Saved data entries
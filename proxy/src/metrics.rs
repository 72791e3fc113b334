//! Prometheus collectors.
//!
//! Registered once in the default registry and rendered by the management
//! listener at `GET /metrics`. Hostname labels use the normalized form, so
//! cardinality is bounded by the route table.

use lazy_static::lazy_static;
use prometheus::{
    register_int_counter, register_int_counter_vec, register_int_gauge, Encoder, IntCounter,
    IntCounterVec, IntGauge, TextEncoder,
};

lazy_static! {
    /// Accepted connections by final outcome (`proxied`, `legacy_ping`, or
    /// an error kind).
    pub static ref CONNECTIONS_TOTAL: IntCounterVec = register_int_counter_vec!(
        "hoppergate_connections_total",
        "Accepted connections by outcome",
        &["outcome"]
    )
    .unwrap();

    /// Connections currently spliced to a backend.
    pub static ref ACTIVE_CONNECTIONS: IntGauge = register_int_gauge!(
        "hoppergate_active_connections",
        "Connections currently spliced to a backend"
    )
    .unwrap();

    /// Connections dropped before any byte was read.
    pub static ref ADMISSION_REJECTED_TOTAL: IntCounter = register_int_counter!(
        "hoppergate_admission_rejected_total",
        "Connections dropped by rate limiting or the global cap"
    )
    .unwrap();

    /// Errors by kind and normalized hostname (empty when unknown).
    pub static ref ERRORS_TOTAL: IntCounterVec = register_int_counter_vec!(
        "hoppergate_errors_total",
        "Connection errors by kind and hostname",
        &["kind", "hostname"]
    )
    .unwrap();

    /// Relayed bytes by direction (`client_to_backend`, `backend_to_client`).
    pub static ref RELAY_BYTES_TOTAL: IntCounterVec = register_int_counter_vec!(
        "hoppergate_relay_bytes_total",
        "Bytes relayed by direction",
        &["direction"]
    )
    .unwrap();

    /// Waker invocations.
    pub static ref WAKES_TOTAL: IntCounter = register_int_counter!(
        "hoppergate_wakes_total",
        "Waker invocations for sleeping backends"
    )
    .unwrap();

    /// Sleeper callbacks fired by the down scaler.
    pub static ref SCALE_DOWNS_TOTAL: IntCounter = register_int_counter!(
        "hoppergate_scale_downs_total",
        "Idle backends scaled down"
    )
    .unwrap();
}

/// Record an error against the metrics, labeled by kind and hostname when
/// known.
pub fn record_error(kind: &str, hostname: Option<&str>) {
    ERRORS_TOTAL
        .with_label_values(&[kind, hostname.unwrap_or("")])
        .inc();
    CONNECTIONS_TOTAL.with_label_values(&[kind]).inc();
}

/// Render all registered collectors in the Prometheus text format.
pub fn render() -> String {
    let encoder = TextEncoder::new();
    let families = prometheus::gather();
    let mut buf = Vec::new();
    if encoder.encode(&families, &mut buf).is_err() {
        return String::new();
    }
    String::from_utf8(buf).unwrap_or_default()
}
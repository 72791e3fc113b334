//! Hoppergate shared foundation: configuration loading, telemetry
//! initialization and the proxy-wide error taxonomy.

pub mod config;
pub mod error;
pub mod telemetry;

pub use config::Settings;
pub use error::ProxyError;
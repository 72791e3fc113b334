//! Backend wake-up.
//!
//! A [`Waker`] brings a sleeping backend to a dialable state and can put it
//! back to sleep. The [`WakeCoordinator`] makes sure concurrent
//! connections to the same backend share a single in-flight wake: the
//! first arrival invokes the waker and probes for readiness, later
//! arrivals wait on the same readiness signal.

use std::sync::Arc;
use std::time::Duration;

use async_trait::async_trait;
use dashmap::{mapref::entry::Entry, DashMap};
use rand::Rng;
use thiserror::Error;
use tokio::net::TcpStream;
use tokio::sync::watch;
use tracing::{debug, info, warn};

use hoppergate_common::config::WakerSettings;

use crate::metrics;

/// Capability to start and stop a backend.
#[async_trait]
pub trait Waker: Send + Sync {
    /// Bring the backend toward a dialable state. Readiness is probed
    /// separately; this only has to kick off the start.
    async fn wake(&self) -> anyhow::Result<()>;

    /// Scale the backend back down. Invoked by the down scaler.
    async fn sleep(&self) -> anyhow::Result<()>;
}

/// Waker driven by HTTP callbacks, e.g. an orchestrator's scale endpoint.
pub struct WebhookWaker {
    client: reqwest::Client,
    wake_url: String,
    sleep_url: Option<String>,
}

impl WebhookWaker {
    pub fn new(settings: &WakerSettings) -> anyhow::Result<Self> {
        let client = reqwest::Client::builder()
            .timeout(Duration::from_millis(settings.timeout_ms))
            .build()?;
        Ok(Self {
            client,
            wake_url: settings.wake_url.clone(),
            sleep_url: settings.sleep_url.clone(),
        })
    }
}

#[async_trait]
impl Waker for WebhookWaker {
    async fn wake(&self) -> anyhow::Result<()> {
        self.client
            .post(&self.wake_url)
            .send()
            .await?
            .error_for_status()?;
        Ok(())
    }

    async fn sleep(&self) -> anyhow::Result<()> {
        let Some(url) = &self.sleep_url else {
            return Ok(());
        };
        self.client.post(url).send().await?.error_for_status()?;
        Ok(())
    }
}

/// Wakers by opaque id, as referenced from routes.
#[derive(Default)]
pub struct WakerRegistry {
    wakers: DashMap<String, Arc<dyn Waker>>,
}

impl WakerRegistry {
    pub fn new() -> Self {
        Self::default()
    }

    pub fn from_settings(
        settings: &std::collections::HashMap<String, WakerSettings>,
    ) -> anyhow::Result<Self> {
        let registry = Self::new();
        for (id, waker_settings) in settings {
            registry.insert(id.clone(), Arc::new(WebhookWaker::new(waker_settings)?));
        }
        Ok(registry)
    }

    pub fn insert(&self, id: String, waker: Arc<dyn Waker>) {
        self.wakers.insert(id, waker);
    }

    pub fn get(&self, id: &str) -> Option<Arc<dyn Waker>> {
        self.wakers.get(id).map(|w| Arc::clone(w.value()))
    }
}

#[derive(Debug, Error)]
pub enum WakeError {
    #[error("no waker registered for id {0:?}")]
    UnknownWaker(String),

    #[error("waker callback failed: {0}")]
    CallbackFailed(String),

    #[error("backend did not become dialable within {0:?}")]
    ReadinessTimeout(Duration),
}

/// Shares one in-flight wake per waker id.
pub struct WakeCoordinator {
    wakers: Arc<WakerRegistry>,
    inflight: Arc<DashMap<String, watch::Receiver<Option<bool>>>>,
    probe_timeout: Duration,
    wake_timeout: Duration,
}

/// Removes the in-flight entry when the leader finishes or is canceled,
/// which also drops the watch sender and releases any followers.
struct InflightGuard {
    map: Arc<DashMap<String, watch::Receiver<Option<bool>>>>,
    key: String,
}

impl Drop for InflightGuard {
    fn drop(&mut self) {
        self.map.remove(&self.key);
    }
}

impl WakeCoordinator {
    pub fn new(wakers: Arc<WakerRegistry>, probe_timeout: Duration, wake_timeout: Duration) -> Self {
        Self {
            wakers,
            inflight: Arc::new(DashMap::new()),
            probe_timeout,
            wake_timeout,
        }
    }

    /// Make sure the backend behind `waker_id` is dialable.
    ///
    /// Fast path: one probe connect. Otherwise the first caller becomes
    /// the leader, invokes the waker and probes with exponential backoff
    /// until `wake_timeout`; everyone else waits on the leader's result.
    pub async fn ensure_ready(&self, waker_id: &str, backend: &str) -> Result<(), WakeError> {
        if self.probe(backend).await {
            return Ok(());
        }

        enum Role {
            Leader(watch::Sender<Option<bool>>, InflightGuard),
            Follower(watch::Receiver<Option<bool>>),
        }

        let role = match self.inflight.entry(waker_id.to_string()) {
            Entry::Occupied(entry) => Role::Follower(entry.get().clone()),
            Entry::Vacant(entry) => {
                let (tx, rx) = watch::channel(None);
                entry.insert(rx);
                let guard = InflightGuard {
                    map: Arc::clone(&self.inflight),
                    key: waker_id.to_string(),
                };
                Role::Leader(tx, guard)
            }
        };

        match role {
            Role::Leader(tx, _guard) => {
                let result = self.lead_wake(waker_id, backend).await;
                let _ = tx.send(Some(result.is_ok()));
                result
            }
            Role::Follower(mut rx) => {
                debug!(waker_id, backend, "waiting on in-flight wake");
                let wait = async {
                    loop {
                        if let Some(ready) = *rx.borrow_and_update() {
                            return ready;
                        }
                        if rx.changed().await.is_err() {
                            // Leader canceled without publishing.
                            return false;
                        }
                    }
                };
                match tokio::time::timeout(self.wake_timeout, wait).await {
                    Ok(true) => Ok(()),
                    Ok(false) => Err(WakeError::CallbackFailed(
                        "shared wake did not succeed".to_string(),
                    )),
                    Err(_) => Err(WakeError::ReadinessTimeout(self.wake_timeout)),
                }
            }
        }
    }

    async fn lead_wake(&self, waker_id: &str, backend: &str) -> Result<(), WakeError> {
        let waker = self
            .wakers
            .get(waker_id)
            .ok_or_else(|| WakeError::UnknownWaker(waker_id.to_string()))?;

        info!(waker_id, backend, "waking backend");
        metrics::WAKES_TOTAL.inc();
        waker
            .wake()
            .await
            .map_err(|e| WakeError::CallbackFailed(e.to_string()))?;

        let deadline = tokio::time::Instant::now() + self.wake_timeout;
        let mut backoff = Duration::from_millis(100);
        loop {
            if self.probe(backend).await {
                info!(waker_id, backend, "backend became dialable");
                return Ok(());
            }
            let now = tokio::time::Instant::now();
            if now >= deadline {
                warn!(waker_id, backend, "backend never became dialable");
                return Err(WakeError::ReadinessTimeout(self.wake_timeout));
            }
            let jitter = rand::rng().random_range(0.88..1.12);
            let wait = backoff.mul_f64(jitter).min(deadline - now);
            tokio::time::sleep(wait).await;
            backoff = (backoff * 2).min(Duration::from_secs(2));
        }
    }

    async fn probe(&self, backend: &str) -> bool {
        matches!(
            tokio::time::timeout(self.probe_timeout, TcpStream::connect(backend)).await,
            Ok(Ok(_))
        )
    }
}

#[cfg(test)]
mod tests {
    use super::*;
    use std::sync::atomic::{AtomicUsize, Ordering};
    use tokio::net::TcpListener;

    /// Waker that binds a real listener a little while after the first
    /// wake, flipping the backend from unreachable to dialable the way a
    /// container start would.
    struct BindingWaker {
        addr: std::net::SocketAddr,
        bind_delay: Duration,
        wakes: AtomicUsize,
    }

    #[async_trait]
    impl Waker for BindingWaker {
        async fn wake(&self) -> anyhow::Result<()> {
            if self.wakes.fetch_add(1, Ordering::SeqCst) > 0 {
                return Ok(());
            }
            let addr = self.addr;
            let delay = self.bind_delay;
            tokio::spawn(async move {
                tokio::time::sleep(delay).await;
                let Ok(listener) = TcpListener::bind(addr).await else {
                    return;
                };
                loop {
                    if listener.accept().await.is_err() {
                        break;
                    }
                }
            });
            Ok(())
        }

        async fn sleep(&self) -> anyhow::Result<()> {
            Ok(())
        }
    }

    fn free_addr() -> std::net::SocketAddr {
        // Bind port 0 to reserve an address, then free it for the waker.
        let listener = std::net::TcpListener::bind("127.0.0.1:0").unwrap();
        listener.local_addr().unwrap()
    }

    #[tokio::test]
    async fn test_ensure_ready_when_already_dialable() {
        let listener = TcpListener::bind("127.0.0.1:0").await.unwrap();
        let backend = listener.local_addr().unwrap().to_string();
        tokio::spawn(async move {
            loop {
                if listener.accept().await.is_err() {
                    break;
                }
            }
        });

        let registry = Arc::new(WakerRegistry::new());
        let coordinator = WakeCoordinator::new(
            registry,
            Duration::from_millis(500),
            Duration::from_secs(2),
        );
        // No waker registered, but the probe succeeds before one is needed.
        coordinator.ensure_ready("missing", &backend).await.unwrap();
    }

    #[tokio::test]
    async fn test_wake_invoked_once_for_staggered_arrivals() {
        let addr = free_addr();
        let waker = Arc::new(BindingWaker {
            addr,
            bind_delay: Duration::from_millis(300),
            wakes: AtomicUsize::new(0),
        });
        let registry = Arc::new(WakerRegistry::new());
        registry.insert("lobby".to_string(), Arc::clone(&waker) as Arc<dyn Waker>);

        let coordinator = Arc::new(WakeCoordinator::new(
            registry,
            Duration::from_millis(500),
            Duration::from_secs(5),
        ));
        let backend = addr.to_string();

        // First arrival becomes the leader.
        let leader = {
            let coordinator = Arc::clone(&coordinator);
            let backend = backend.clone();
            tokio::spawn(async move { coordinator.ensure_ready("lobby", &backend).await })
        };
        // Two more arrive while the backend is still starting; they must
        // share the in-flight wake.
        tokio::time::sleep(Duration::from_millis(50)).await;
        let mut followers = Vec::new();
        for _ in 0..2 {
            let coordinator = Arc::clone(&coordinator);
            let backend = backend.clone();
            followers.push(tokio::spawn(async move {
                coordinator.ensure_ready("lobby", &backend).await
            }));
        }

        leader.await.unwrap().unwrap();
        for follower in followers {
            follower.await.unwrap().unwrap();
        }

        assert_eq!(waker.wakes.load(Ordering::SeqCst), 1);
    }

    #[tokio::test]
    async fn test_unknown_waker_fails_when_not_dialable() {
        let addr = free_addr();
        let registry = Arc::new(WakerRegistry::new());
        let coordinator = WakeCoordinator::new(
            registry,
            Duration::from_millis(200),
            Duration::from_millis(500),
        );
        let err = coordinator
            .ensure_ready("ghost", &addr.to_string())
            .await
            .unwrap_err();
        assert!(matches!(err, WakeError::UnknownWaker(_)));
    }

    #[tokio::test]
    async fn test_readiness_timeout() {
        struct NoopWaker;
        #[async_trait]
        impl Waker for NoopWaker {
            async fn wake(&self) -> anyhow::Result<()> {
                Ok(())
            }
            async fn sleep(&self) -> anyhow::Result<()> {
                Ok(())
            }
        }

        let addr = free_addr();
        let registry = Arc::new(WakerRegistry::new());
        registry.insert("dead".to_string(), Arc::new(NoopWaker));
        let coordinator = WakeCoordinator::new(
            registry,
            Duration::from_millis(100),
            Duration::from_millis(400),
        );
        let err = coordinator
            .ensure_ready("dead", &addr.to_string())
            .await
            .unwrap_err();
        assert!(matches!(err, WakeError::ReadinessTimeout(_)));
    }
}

§ ABOUT THIS EXERCISE:
Every line above that holds the string "families" should be copied into the answer.

§ EXERCISE RESULT:
    let families = prometheus::gather();
    if encoder.encode(&families, &mut buf).is_err() {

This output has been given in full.